DIRECTIONS: Find every line in the records that holds the string "Mode". Copy each one.

DATA EXCERPTS:
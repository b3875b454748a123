//! # Visualization
//!
//! $$
//! \{S^{(k)}_t\}_{k=1}^m \mapsto \text{fan chart}
//! $$
//!
//! Chart adapter over plain results; nothing here feeds back into the calculators.

use plotly::common::DashType;
use plotly::common::Line;
use plotly::common::Mode;
use plotly::Layout;
use plotly::Plot;
use plotly::Scatter;

use crate::returns::ReturnSeries;
use crate::simulation::SimulationResult;

pub struct SimulationPlotter {
  max_paths: usize,
  line_width: f64,
  title: String,
}

impl Default for SimulationPlotter {
  fn default() -> Self {
    Self::new()
  }
}

impl SimulationPlotter {
  pub fn new() -> Self {
    Self {
      max_paths: 50,
      line_width: 1.0,
      title: "Monte Carlo price paths".into(),
    }
  }

  pub fn title(mut self, title: &str) -> Self {
    self.title = title.into();
    self
  }

  pub fn max_paths(mut self, n: usize) -> Self {
    self.max_paths = n;
    self
  }

  pub fn line_width(mut self, w: f64) -> Self {
    self.line_width = w;
    self
  }

  /// First `max_paths` paths plus flat 5th/95th percentile and expected-price guides.
  pub fn fan_chart(&self, result: &SimulationResult) -> Plot {
    let horizon = result.paths.ncols();
    let t: Vec<usize> = (0..horizon).collect();

    let mut plot = Plot::new();
    for (k, path) in result.paths.rows().into_iter().take(self.max_paths).enumerate() {
      let trace = Scatter::new(t.clone(), path.to_vec())
        .mode(Mode::Lines)
        .name(format!("path {}", k + 1))
        .line(Line::new().width(self.line_width))
        .show_legend(false);
      plot.add_trace(trace);
    }

    let guides = [
      ("5th percentile", result.lower_bound_5th),
      ("expected", result.expected_price),
      ("95th percentile", result.upper_bound_95th),
    ];
    for (label, level) in guides {
      let trace = Scatter::new(vec![0, horizon.saturating_sub(1)], vec![level, level])
        .mode(Mode::Lines)
        .name(label)
        .line(Line::new().width(2.0).dash(DashType::Dash));
      plot.add_trace(trace);
    }

    plot.set_layout(Layout::new().title(self.title.as_str()));
    plot
  }
}

/// Line chart of a return series against its dates.
pub fn returns_chart(returns: &ReturnSeries, title: &str) -> Plot {
  let dates: Vec<String> = returns.dates().iter().map(|d| d.to_string()).collect();

  let mut plot = Plot::new();
  plot.add_trace(
    Scatter::new(dates, returns.values().to_vec())
      .mode(Mode::Lines)
      .name("returns"),
  );
  plot.set_layout(Layout::new().title(title));
  plot
}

TASK SOLUTION:
use plotly::common::Mode;
        .mode(Mode::Lines)
        .mode(Mode::Lines)
      .mode(Mode::Lines)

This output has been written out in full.